EXERCISE INSTRUCTIONS:
Everything from the line containing "self.score < min_score" to the end of the records must be restated word for word, and nothing else.

EXTRACTED INFORMATION:
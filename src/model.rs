//! Domain documents for the roadmap engine.
//!
//! Two families live here:
//!
//! - **Structural metadata**: [`Task`], [`RoadmapMetadata`] and the
//!   [`Framework`] tree it embeds (Stages → Modules → Concepts, each concept
//!   carrying its artifact status triplet and reference ids).
//! - **Detail rows**: [`TutorialMetadata`], [`ResourceRecommendationMetadata`]
//!   and [`QuizMetadata`], the per-concept source of truth that the framework
//!   statuses project.
//!
//! All documents are plain serde structs; persistence-specific concerns
//! (column mapping, upsert rules) live in [`crate::repo`].

use chrono::{DateTime, Utc};
use serde::{Deserialize, Serialize};
use serde_json::Value;
use uuid::Uuid;

use crate::types::{ArtifactKind, ContentStatus, TaskStatus, WorkflowStep};

/// A single roadmap-generation request and its lifecycle.
///
/// Created by the request handler on submission; mutated only by the
/// executor, the content worker, or the error handler.
#[derive(Clone, Debug, PartialEq, Serialize, Deserialize)]
pub struct Task {
    pub task_id: String,
    pub user_id: String,
    pub task_type: String,
    /// Opaque input document as submitted by the caller.
    pub user_request: Value,
    pub status: TaskStatus,
    pub current_step: Option<WorkflowStep>,
    /// Assigned once the intent step runs.
    pub roadmap_id: Option<String>,
    /// Handle of the queue job currently (or last) driving this task.
    pub queue_job_id: Option<String>,
    /// Error payload recorded by the error handler on node failure.
    pub error: Option<Value>,
    pub created_at: DateTime<Utc>,
    pub updated_at: DateTime<Utc>,
}

impl Task {
    /// Build a fresh pending task for a submitted request.
    #[must_use]
    pub fn new(task_id: String, user_id: String, task_type: &str, user_request: Value) -> Self {
        let now = Utc::now();
        Self {
            task_id,
            user_id,
            task_type: task_type.to_string(),
            user_request,
            status: TaskStatus::Pending,
            current_step: None,
            roadmap_id: None,
            queue_job_id: None,
            error: None,
            created_at: now,
            updated_at: now,
        }
    }
}

/// Structural half of the dual store: the framework tree plus ownership.
#[derive(Clone, Debug, PartialEq, Serialize, Deserialize)]
pub struct RoadmapMetadata {
    pub roadmap_id: String,
    pub task_id: String,
    pub user_id: String,
    pub framework: Framework,
    pub created_at: DateTime<Utc>,
    pub updated_at: DateTime<Utc>,
}

/// The Stages → Modules → Concepts tree produced by the curriculum agent.
#[derive(Clone, Debug, Default, PartialEq, Serialize, Deserialize)]
pub struct Framework {
    #[serde(default)]
    pub title: String,
    #[serde(default)]
    pub stages: Vec<Stage>,
    #[serde(default)]
    pub total_estimated_hours: f64,
    #[serde(default)]
    pub recommended_completion_weeks: u32,
}

impl Framework {
    /// Concepts in framework traversal order (stage, then module, then
    /// concept position). Content fan-out schedules in exactly this order.
    pub fn concepts(&self) -> impl Iterator<Item = &Concept> {
        self.stages
            .iter()
            .flat_map(|s| s.modules.iter())
            .flat_map(|m| m.concepts.iter())
    }

    /// Mutable traversal, same order as [`Framework::concepts`].
    pub fn concepts_mut(&mut self) -> impl Iterator<Item = &mut Concept> {
        self.stages
            .iter_mut()
            .flat_map(|s| s.modules.iter_mut())
            .flat_map(|m| m.concepts.iter_mut())
    }

    /// Find a concept by id.
    #[must_use]
    pub fn concept(&self, concept_id: &str) -> Option<&Concept> {
        self.concepts().find(|c| c.concept_id == concept_id)
    }

    #[must_use]
    pub fn concept_mut(&mut self, concept_id: &str) -> Option<&mut Concept> {
        self.concepts_mut().find(|c| c.concept_id == concept_id)
    }

    /// Progress projection over all concepts and artifact kinds.
    #[must_use]
    pub fn progress(&self) -> Progress {
        let mut progress = Progress::default();
        for concept in self.concepts() {
            for kind in ArtifactKind::ALL {
                match concept.artifact_status(kind) {
                    ContentStatus::Pending => progress.pending += 1,
                    ContentStatus::Completed => progress.completed += 1,
                    ContentStatus::Failed => progress.failed += 1,
                }
            }
        }
        progress
    }
}

#[derive(Clone, Debug, Default, PartialEq, Serialize, Deserialize)]
pub struct Stage {
    #[serde(default)]
    pub title: String,
    /// 1-based position; filled by the parser when the model omits it.
    #[serde(default)]
    pub order: u32,
    #[serde(default)]
    pub modules: Vec<Module>,
}

#[derive(Clone, Debug, Default, PartialEq, Serialize, Deserialize)]
pub struct Module {
    #[serde(default)]
    pub title: String,
    #[serde(default)]
    pub concepts: Vec<Concept>,
}

/// A single learning unit, the target of the three content artifacts.
#[derive(Clone, Debug, Default, PartialEq, Serialize, Deserialize)]
pub struct Concept {
    #[serde(default)]
    pub concept_id: String,
    #[serde(default)]
    pub title: String,
    #[serde(default)]
    pub description: String,
    #[serde(default)]
    pub estimated_hours: f64,
    #[serde(default)]
    pub content_status: ContentStatus,
    #[serde(default)]
    pub resources_status: ContentStatus,
    #[serde(default)]
    pub quiz_status: ContentStatus,
    #[serde(default)]
    pub tutorial_id: Option<String>,
    #[serde(default)]
    pub resources_id: Option<String>,
    #[serde(default)]
    pub quiz_id: Option<String>,
    /// Pointer into the object store once a tutorial body is uploaded.
    #[serde(default)]
    pub content_url: Option<String>,
}

impl Concept {
    /// Projected status for one artifact kind.
    #[must_use]
    pub fn artifact_status(&self, kind: ArtifactKind) -> ContentStatus {
        match kind {
            ArtifactKind::Tutorial => self.content_status,
            ArtifactKind::Resources => self.resources_status,
            ArtifactKind::Quiz => self.quiz_status,
        }
    }

    /// Record the outcome of one artifact generation on this concept.
    pub fn set_artifact(&mut self, kind: ArtifactKind, status: ContentStatus, id: Option<String>) {
        match kind {
            ArtifactKind::Tutorial => {
                self.content_status = status;
                if id.is_some() {
                    self.tutorial_id = id;
                }
            }
            ArtifactKind::Resources => {
                self.resources_status = status;
                if id.is_some() {
                    self.resources_id = id;
                }
            }
            ArtifactKind::Quiz => {
                self.quiz_status = status;
                if id.is_some() {
                    self.quiz_id = id;
                }
            }
        }
    }

    /// Reference id recorded for one artifact kind, if any.
    #[must_use]
    pub fn artifact_id(&self, kind: ArtifactKind) -> Option<&str> {
        match kind {
            ArtifactKind::Tutorial => self.tutorial_id.as_deref(),
            ArtifactKind::Resources => self.resources_id.as_deref(),
            ArtifactKind::Quiz => self.quiz_id.as_deref(),
        }
    }
}

/// Artifact counters projected from a framework, exposed by `GetStatus`.
#[derive(Clone, Copy, Debug, Default, PartialEq, Eq, Serialize, Deserialize)]
pub struct Progress {
    pub completed: u32,
    pub failed: u32,
    pub pending: u32,
}

/// Detail row for a generated tutorial. At most one row per
/// (roadmap_id, concept_id) has `is_latest = true`.
#[derive(Clone, Debug, PartialEq, Serialize, Deserialize)]
pub struct TutorialMetadata {
    pub tutorial_id: String,
    pub concept_id: String,
    pub roadmap_id: String,
    /// Strictly increasing per (roadmap_id, concept_id), starting at 1.
    pub content_version: i64,
    pub is_latest: bool,
    pub content_url: Option<String>,
    pub summary: Option<String>,
    pub content_status: ContentStatus,
    pub created_at: DateTime<Utc>,
    pub updated_at: DateTime<Utc>,
}

impl TutorialMetadata {
    /// Draft row for a freshly generated tutorial; the repository assigns
    /// the version and latest flag on upsert.
    #[must_use]
    pub fn draft(
        concept_id: &str,
        roadmap_id: &str,
        content_url: Option<String>,
        summary: Option<String>,
    ) -> Self {
        let now = Utc::now();
        Self {
            tutorial_id: Uuid::new_v4().to_string(),
            concept_id: concept_id.to_string(),
            roadmap_id: roadmap_id.to_string(),
            content_version: 1,
            is_latest: true,
            content_url,
            summary,
            content_status: ContentStatus::Completed,
            created_at: now,
            updated_at: now,
        }
    }
}

/// Detail row for recommended external resources, unique per
/// (concept_id, roadmap_id).
#[derive(Clone, Debug, PartialEq, Serialize, Deserialize)]
pub struct ResourceRecommendationMetadata {
    pub id: String,
    pub concept_id: String,
    pub roadmap_id: String,
    /// Embedded resource list document.
    pub resources: Value,
    pub created_at: DateTime<Utc>,
    pub updated_at: DateTime<Utc>,
}

impl ResourceRecommendationMetadata {
    #[must_use]
    pub fn draft(concept_id: &str, roadmap_id: &str, resources: Value) -> Self {
        let now = Utc::now();
        Self {
            id: Uuid::new_v4().to_string(),
            concept_id: concept_id.to_string(),
            roadmap_id: roadmap_id.to_string(),
            resources,
            created_at: now,
            updated_at: now,
        }
    }
}

/// Detail row for a generated quiz, unique per (concept_id, roadmap_id).
#[derive(Clone, Debug, PartialEq, Serialize, Deserialize)]
pub struct QuizMetadata {
    pub quiz_id: String,
    pub concept_id: String,
    pub roadmap_id: String,
    /// Embedded question list document.
    pub questions: Value,
    pub created_at: DateTime<Utc>,
    pub updated_at: DateTime<Utc>,
}

impl QuizMetadata {
    #[must_use]
    pub fn draft(concept_id: &str, roadmap_id: &str, questions: Value) -> Self {
        let now = Utc::now();
        Self {
            quiz_id: Uuid::new_v4().to_string(),
            concept_id: concept_id.to_string(),
            roadmap_id: roadmap_id.to_string(),
            questions,
            created_at: now,
            updated_at: now,
        }
    }
}

/// Parsed learning goal produced by the intent analyzer.
#[derive(Clone, Debug, Default, PartialEq, Serialize, Deserialize)]
pub struct IntentAnalysis {
    #[serde(default)]
    pub goal: String,
    #[serde(default)]
    pub experience_level: String,
    #[serde(default)]
    pub target_hours_per_week: f64,
    #[serde(default)]
    pub focus_areas: Vec<String>,
    #[serde(default)]
    pub constraints: Vec<String>,
}

/// Full parsed-goal document keyed by task.
#[derive(Clone, Debug, PartialEq, Serialize, Deserialize)]
pub struct IntentAnalysisMetadata {
    pub task_id: String,
    pub analysis: IntentAnalysis,
    pub created_at: DateTime<Utc>,
    pub updated_at: DateTime<Utc>,
}

/// Stored learner preferences, consulted by curriculum and content agents.
#[derive(Clone, Debug, Default, PartialEq, Serialize, Deserialize)]
pub struct UserProfile {
    #[serde(default)]
    pub user_id: String,
    #[serde(default)]
    pub experience_level: String,
    #[serde(default)]
    pub weekly_hours: f64,
    #[serde(default)]
    pub preferred_formats: Vec<String>,
    #[serde(default)]
    pub language: Option<String>,
}

/// Append-only execution log entry; `trace_id` is the owning task id.
#[derive(Clone, Debug, PartialEq, Serialize, Deserialize)]
pub struct ExecutionLogEntry {
    pub trace_id: String,
    pub level: String,
    pub category: String,
    pub payload: Value,
    pub created_at: DateTime<Utc>,
}

impl ExecutionLogEntry {
    #[must_use]
    pub fn new(trace_id: &str, level: &str, category: &str, payload: Value) -> Self {
        Self {
            trace_id: trace_id.to_string(),
            level: level.to_string(),
            category: category.to_string(),
            payload,
            created_at: Utc::now(),
        }
    }
}

/// Severity of a structural issue reported by the validator agent.
#[derive(Clone, Copy, Debug, PartialEq, Eq, PartialOrd, Ord, Serialize, Deserialize)]
#[serde(rename_all = "snake_case")]
pub enum IssueSeverity {
    Minor,
    Major,
    Critical,
}

#[derive(Clone, Debug, PartialEq, Serialize, Deserialize)]
pub struct ValidationIssue {
    pub severity: IssueSeverity,
    #[serde(default)]
    pub location: String,
    pub message: String,
}

/// Validator output: issue list plus an overall structure score in [0, 1].
#[derive(Clone, Debug, Default, PartialEq, Serialize, Deserialize)]
pub struct ValidationReport {
    #[serde(default)]
    pub issues: Vec<ValidationIssue>,
    #[serde(default)]
    pub score: f64,
}

impl ValidationReport {
    /// Whether the framework needs an editor pass: any issue at `Major`
    /// severity or above, or an overall score below `min_score`.
    #[must_use]
    pub fn needs_revision(&self, min_score: f64) -> bool {
        self.score < min_score
            || self
                .issues
                .iter()
                .any(|i| i.severity >= IssueSeverity::Major)
    }
}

EXERCISE ANSWER:
        self.score < min_score
            || self
                .issues
                .iter()
                .any(|i| i.severity >= IssueSeverity::Major)
    }
}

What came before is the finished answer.